# New U2U identification



## fredtgreco

If you look in the upper right hand corner, you will see that it is easier to tell now if you have a new U2U.


----------



## blhowes

> _Originally posted by fredtgreco_
> If you look in the upper right hand corner, you will see that it is easier to tell now if you have a new U2U.


[waiting for somebody to send me a new U2U]... [staring at the upper right hand corner]...


----------



## blhowes

Cool! Good job, Fred.


----------



## fredtgreco

> _Originally posted by joshua_
> The pic doesn't show up for me. Just a red x w/ white border.



Do you have the flash player plugin installed? Are you using an image blocker/filter?


----------



## bond-servant

I don't have it flashing either. Using firefox v.1.07 Mozilla 5.0 Java Script enabled for this site.


----------



## Puritan Sailor

> _Originally posted by joshua_
> The pic doesn't show up for me. Just a red x w/ white border.



Ditto for me too. 

I'm using Explorer 5 or 6.0. Can't remember which.


----------



## brymaes

Not seeing it. Using Firefox 1.0.7


----------



## blhowes

IE 6.0


----------



## fredtgreco

You all should have a U2U now. It would also be helpful to know which theme you are using.


----------



## Augusta

I got flashing going on here. I have IE 6.0 and it is working great. I am using the default theme which is blue, I think it's the default. 

[Edited on 11-6-2005 by Augusta]


----------



## blhowes

> _Originally posted by fredtgreco_
> You all should have a U2U now. It would also be helpful to know which theme you are using.


Fred,
I was using the default theme and the flashing U2U worked fine. I tried each of the themes, and it didn't affect the flashing.


----------



## StudentoftheWord

Works here. 

I saw that I had the messages and thought..."great, what have I done now?" 

-Chuck


----------



## gwine

Worked fine both before and after you fixed it.

Firefox 1.0.7

And I have no idea what "themes" are.

[Edited on 11-6-2005 by gwine]


----------



## brymaes

Working now...using "GreyModern" theme for Firefox...


----------



## jfschultz

It sure stands out. I am using Safari 1.3.1 on Mac OSX 10.3.9 and the Puritanboard Default Silver theme.


----------



## ReformedWretch

Works on Firefox


----------



## C. Matthew McMahon

Working fine. But the "stats calandar" is not working (whatever that is...?)


----------



## fredtgreco

> _Originally posted by webmaster_
> Working fine. But the "stats calandar" is not working (whatever that is...?)

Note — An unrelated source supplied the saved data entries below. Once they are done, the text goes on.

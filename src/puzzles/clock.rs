/*
clock.rs

Copyright 2025 Hervé Quatremain

This file is part of Escaperoom.

Escaperoom is free software: you can redistribute it and/or modify it under the
terms of the GNU General Public License as published by the Free Software
Foundation, either version 3 of the License, or (at your option) any later
version.

Escaperoom is distributed in the hope that it will be useful, but WITHOUT ANY
WARRANTY; without even the implied warranty of MERCHANTABILITY or FITNESS FOR
A PARTICULAR PURPOSE. See the GNU General Public License for more details.

You should have received a copy of the GNU General Public License along with
Escaperoom. If not, see <https://www.gnu.org/licenses/>.

SPDX-License-Identifier: GPL-3.0-or-later
*/

//! Wall clock puzzle.
//!
//! The player sets the clock to a target time with the hour and minute hands.
//! The minute hand is missing until the player fixes the clock, so only the hour hand moves
//! before that.

use log::debug;

/// Hour hand positions on the dial.
const HOUR_STEPS: u8 = 12;

/// Minute hand positions on the dial.
const MINUTE_STEPS: u8 = 60;

/// Which hand the arrows move.
#[derive(Debug, Clone, Copy, PartialEq)]
pub enum Hand {
    Hour,
    Minute,
}

/// Clock state.
#[derive(Debug, Clone)]
pub struct Clock {
    /// Hour hand position, `0` pointing at twelve.
    hour: u8,

    /// Minute hand position, `0` pointing at twelve.
    minute: u8,

    /// Hand moved by [`Clock::increment`] and [`Clock::decrement`].
    selected: Hand,

    /// Whether the minute hand is installed.
    fixed: bool,

    /// Whether the clock showed the target time. Stays set until [`Clock::reset`].
    solved: bool,

    /// Time to show, as (hour, minute).
    target: (u8, u8),
}

impl Clock {
    /// Create a [`Clock`] object set to twelve o'clock.
    ///
    /// `target` is the (hour, minute) to reach, hour between 1 and 12.
    pub fn new(target: (u8, u8), fixed: bool) -> Self {
        Self {
            hour: 0,
            minute: 0,
            selected: Hand::Hour,
            fixed,
            solved: false,
            target: (target.0 % HOUR_STEPS, target.1 % MINUTE_STEPS),
        }
    }

    /// Move the selected hand one step clockwise.
    pub fn increment(&mut self) {
        match self.selected {
            Hand::Hour => self.hour = (self.hour + 1) % HOUR_STEPS,
            Hand::Minute => self.minute = (self.minute + 1) % MINUTE_STEPS,
        }
        self.check();
    }

    /// Move the selected hand one step counterclockwise.
    pub fn decrement(&mut self) {
        match self.selected {
            Hand::Hour => self.hour = (self.hour + HOUR_STEPS - 1) % HOUR_STEPS,
            Hand::Minute => self.minute = (self.minute + MINUTE_STEPS - 1) % MINUTE_STEPS,
        }
        self.check();
    }

    /// Switch between the hour and the minute hands. Only possible once the clock is fixed.
    pub fn toggle_hand(&mut self) {
        if !self.fixed {
            return;
        }
        self.selected = match self.selected {
            Hand::Hour => Hand::Minute,
            Hand::Minute => Hand::Hour,
        };
    }

    fn check(&mut self) {
        if !self.solved && (self.hour, self.minute) == self.target {
            debug!("Clock: set to the target time");
            self.solved = true;
        }
    }

    /// Install the minute hand.
    pub fn fix(&mut self) {
        debug!("Clock: minute hand installed");
        self.fixed = true;
    }

    /// Whether the minute hand is installed.
    pub fn is_fixed(&self) -> bool {
        self.fixed
    }

    /// Whether the clock has shown the target time.
    pub fn is_solved(&self) -> bool {
        self.solved
    }

    /// Hand moved by the arrows.
    pub fn selected_hand(&self) -> Hand {
        self.selected
    }

    /// Time on the dial as (hour between 1 and 12, minute).
    pub fn time(&self) -> (u8, u8) {
        let hour: u8 = if self.hour == 0 { HOUR_STEPS } else { self.hour };
        (hour, self.minute)
    }

    /// Put both hands back on twelve and remove the minute hand.
    pub fn reset(&mut self) {
        self.hour = 0;
        self.minute = 0;
        self.selected = Hand::Hour;
        self.fixed = false;
        self.solved = false;
    }
}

I know. I'm working on it. If I can't get it to work, I'll ditch it.


----------



## Romans922

I see u2u flashing on mozilla firefox


----------



## VictorBravo

Works here, IE, but it looks like you already know that.

Vic


----------



## Michael Butterfield

Works for me too, but I have no idea about fox fire, fire fox or mozarella!


----------



## satz

It works for me in IE ...


----------



## ANT

Working Good here! IE6


----------



## bond-servant

flashing works here too! firefox 1.07


----------



## LawrenceU

Flashing object on my screen. Firefox.


----------



## BJClark

Works for me on Netscape


----------



## Scott Bushey

> _Originally posted by ANT_
> Working Good here! IE6


----------



## Covenant Joel

Works fine on Firefox.


----------



## Shane

Working here: IE6


----------



## SRoper

Is the "posts since last visit" also new? Anyway, it's good; now I won't feel like I have to visit once every 24 hours.


----------



## tdowns

*I see clearly now*

I see it. Safari


----------



## Contra_Mundum

Yes, I'm seeing it. I thot you only wanted a note if I couldn't see it.

IE.


----------



## LadyFlynt

Working on firefox!


----------



## JohnV

IE, and I see it.


----------



## Peter

F.F. & I see it


----------



## Puritan Sailor

I see it now.


----------



## johnrsorrell

I see it.


----------



## Authorised

Works here with IE 6.0 and Ironic theme.


----------



## NaphtaliPress

Works for me. IE 6.0.2900.2180.xpsp_sp2_gdr.050301-1519


----------



## turmeric

It's not flashing but I see it. I don't know what my browser is, it's a local ISP.


----------



## wsw201

I see it.


----------



## Peters

Yep, i can see it, Fred.


----------



## Anton Bruckner

flashing. not like the brits.


----------



## Roldan

I see it


----------



## ChristopherPaul

See it

IE 6.0


----------



## john_Mark

Using IE and it works fine. I will check Firefox later.


----------



## refbaptdude

It is working


----------



## non dignus

Good. IE


----------



## RickyReformed

Fred,

I see the flashing U2U. I'm on Internet Explorer (but also use FireFox.)

Ricky


----------



## Kaalvenist

Works for me. (Internet Explorer)


----------



## ARJarvis

*I saw it*

Using firefox v.1.07 Mozilla 5.0


----------



## historyb

works for me


----------



## D. Paul

See it. IE


----------



## JM

Mine is working fine.


----------



## Ravens

Sorry, don't sign on much.

Its flashin'.


----------



## larryjf

The flash works in my Mozilla Firefox browser.


----------